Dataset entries

────

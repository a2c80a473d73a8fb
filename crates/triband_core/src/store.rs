//! Lock-free parameter store
//!
//! Written by the control thread, read by the audio thread. Each parameter
//! lives in its own `AtomicU32`:
//! - continuous values as `f32` bits (there's no `AtomicF32`)
//! - choices as their index
//! - switches as 0/1
//!
//! Parameters are independent of each other, so `Relaxed` ordering is enough.
//! A block may see a mix of old and new values when the UI writes mid-read;
//! every combination is valid.

use std::sync::atomic::{AtomicU32, Ordering};

use tracing::debug;
use triband_dsp::{Band, BandRouting, CompressorSettings};

use crate::params::{ParamId, ParamKind, ParamValue, NUM_PARAMS, PARAM_SPECS};
use crate::snapshot::{BandSnapshot, EngineSnapshot};

fn encode(kind: &ParamKind, value: ParamValue) -> u32 {
    match kind.clamp(value) {
        ParamValue::Float(v) => v.to_bits(),
        ParamValue::Choice(i) => i as u32,
        ParamValue::Bool(b) => b as u32,
    }
}

fn decode(kind: &ParamKind, bits: u32) -> ParamValue {
    match kind {
        ParamKind::Continuous { .. } => ParamValue::Float(f32::from_bits(bits)),
        ParamKind::Choice { .. } => ParamValue::Choice(bits as usize),
        ParamKind::Bool { .. } => ParamValue::Bool(bits != 0),
    }
}

/// Current value of every parameter, shared as `Arc<ParameterStore>`
pub struct ParameterStore {
    values: [AtomicU32; NUM_PARAMS],
}

impl ParameterStore {
    /// Create a store holding every parameter's default
    pub fn new() -> Self {
        Self {
            values: core::array::from_fn(|i| {
                let kind = &PARAM_SPECS[i].kind;
                AtomicU32::new(encode(kind, kind.default_value()))
            }),
        }
    }

    #[inline]
    pub fn get(&self, id: ParamId) -> ParamValue {
        let bits = self.values[id.index()].load(Ordering::Relaxed);
        decode(&id.spec().kind, bits)
    }

    /// Store a value, clamped to the parameter's domain
    ///
    /// Out-of-range input is never an error.
    pub fn set(&self, id: ParamId, value: impl Into<ParamValue>) {
        let kind = id.spec().kind;
        let requested = value.into();
        let clamped = kind.clamp(requested);
        if clamped != requested {
            debug!(
                "Clamped {} from {:?} to {:?}",
                id.name(),
                requested,
                clamped
            );
        }
        self.values[id.index()].store(encode(&kind, clamped), Ordering::Relaxed);
    }

    /// Current value mapped to `[0, 1]`
    pub fn get_normalized(&self, id: ParamId) -> f32 {
        id.spec().kind.to_normalized(self.get(id))
    }

    /// Set from a host automation value in `[0, 1]`
    pub fn set_normalized(&self, id: ParamId, normalized: f32) {
        let value = id.spec().kind.from_normalized(normalized);
        self.set(id, value);
    }

    /// Current value as a display string (allocates)
    pub fn display(&self, id: ParamId) -> String {
        id.spec().kind.display(self.get(id))
    }

    pub fn reset_to_defaults(&self) {
        for (slot, spec) in self.values.iter().zip(PARAM_SPECS.iter()) {
            slot.store(
                encode(&spec.kind, spec.kind.default_value()),
                Ordering::Relaxed,
            );
        }
        debug!("Parameters reset to defaults");
    }

    fn float(&self, id: ParamId) -> f32 {
        self.get(id).as_f32()
    }

    fn switch(&self, id: ParamId) -> bool {
        self.get(id).as_bool()
    }

    fn ratio(&self, band: Band) -> f32 {
        let id = ParamId::ratio(band);
        id.spec()
            .kind
            .choice_value(self.get(id).as_choice())
            .unwrap_or(1.0)
    }

    /// Read every parameter once
    ///
    /// # Real-time Safety
    /// No allocations, no locks. Called once per block by the engine.
    pub fn snapshot(&self) -> EngineSnapshot {
        let bands = Band::ALL.map(|band| BandSnapshot {
            compressor: CompressorSettings {
                attack_ms: self.float(ParamId::attack(band)),
                release_ms: self.float(ParamId::release(band)),
                threshold_db: self.float(ParamId::threshold(band)),
                ratio: self.ratio(band),
                bypass: self.switch(ParamId::bypass(band)),
            },
            routing: BandRouting {
                mute: self.switch(ParamId::mute(band)),
                solo: self.switch(ParamId::solo(band)),
            },
        });

        EngineSnapshot {
            bands,
            low_mid_crossover_hz: self.float(ParamId::LowMidCrossoverFreq),
            mid_high_crossover_hz: self.float(ParamId::MidHighCrossoverFreq),
            gain_in_db: self.float(ParamId::GainIn),
            gain_out_db: self.float(ParamId::GainOut),
        }
    }
}

impl Default for ParameterStore {
    fn default() -> Self {
        Self::new()
    }
}

impl std::fmt::Debug for ParameterStore {
    fn fmt(&self, f: &mut std::fmt::Formatter<'_>) -> std::fmt::Result {
        let mut map = f.debug_map();
        for id in ParamId::ALL {
            map.entry(&id.name(), &self.get(id));
        }
        map.finish()
    }
}

#[cfg(test)]
mod tests {
    use super::*;
    use std::sync::Arc;

    #[test]
    fn test_defaults() {
        let store = ParameterStore::new();
        assert_eq!(store.get(ParamId::LowMidCrossoverFreq), ParamValue::Float(400.0));
        assert_eq!(store.get(ParamId::MidHighCrossoverFreq), ParamValue::Float(2000.0));
        assert_eq!(store.get(ParamId::RatioHighBand), ParamValue::Choice(3));
        assert_eq!(store.get(ParamId::SoloLowBand), ParamValue::Bool(false));
        assert_eq!(store.snapshot(), EngineSnapshot::default());
    }

    #[test]
    fn test_set_clamps() {
        let store = ParameterStore::new();
        store.set(ParamId::ThresholdLowBand, -100.0_f32);
        assert_eq!(store.get(ParamId::ThresholdLowBand), ParamValue::Float(-60.0));

        store.set(ParamId::LowMidCrossoverFreq, 5000.0_f32);
        assert_eq!(store.get(ParamId::LowMidCrossoverFreq), ParamValue::Float(999.0));

        store.set(ParamId::RatioMidBand, 40usize);
        assert_eq!(store.get(ParamId::RatioMidBand), ParamValue::Choice(13));

        store.set(ParamId::GainOut, f32::INFINITY);
        assert_eq!(store.get(ParamId::GainOut), ParamValue::Float(0.0));
    }

    #[test]
    fn test_snapshot_reflects_writes() {
        let store = ParameterStore::new();
        store.set(ParamId::AttackMidBand, 10.0_f32);
        store.set(ParamId::RatioMidBand, 9usize);
        store.set(ParamId::BypassHighBand, true);
        store.set(ParamId::SoloLowBand, true);
        store.set(ParamId::GainIn, 6.0_f32);

        let snapshot = store.snapshot();
        let mid = snapshot.band(Band::Mid);
        assert_eq!(mid.compressor.attack_ms, 10.0);
        assert_eq!(mid.compressor.ratio, 10.0);
        assert!(snapshot.band(Band::High).compressor.bypass);
        assert!(snapshot.band(Band::Low).routing.solo);
        assert_eq!(snapshot.gain_in_db, 6.0);
    }

    #[test]
    fn test_normalized_access() {
        let store = ParameterStore::new();
        store.set_normalized(ParamId::GainIn, 1.0);
        assert_eq!(store.get(ParamId::GainIn), ParamValue::Float(24.0));
        assert_eq!(store.get_normalized(ParamId::GainIn), 1.0);

        store.set_normalized(ParamId::MuteMidBand, 0.7);
        assert_eq!(store.get(ParamId::MuteMidBand), ParamValue::Bool(true));
    }

    #[test]
    fn test_reset_to_defaults() {
        let store = ParameterStore::new();
        store.set(ParamId::ReleaseLowBand, 5.0_f32);
        store.set(ParamId::MuteHighBand, true);
        store.reset_to_defaults();
        assert_eq!(store.snapshot(), EngineSnapshot::default());
    }

    #[test]
    fn test_display() {
        let store = ParameterStore::new();
        assert_eq!(store.display(ParamId::RatioLowBand), "3:1");
        assert_eq!(store.display(ParamId::LowMidCrossoverFreq), "400 Hz");
    }

    #[test]
    fn test_shared_across_threads() {
        let store = Arc::new(ParameterStore::new());
        let writer = Arc::clone(&store);
        std::thread::spawn(move || writer.set(ParamId::ThresholdMidBand, -12.0_f32))
            .join()
            .unwrap();
        assert_eq!(store.get(ParamId::ThresholdMidBand), ParamValue::Float(-12.0));
    }
}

────

**AIM OF THE TASK:** Report the number of lines in the entries where the word "GainIn" occurs, and add nothing else.

**TASK ANSWER:** 5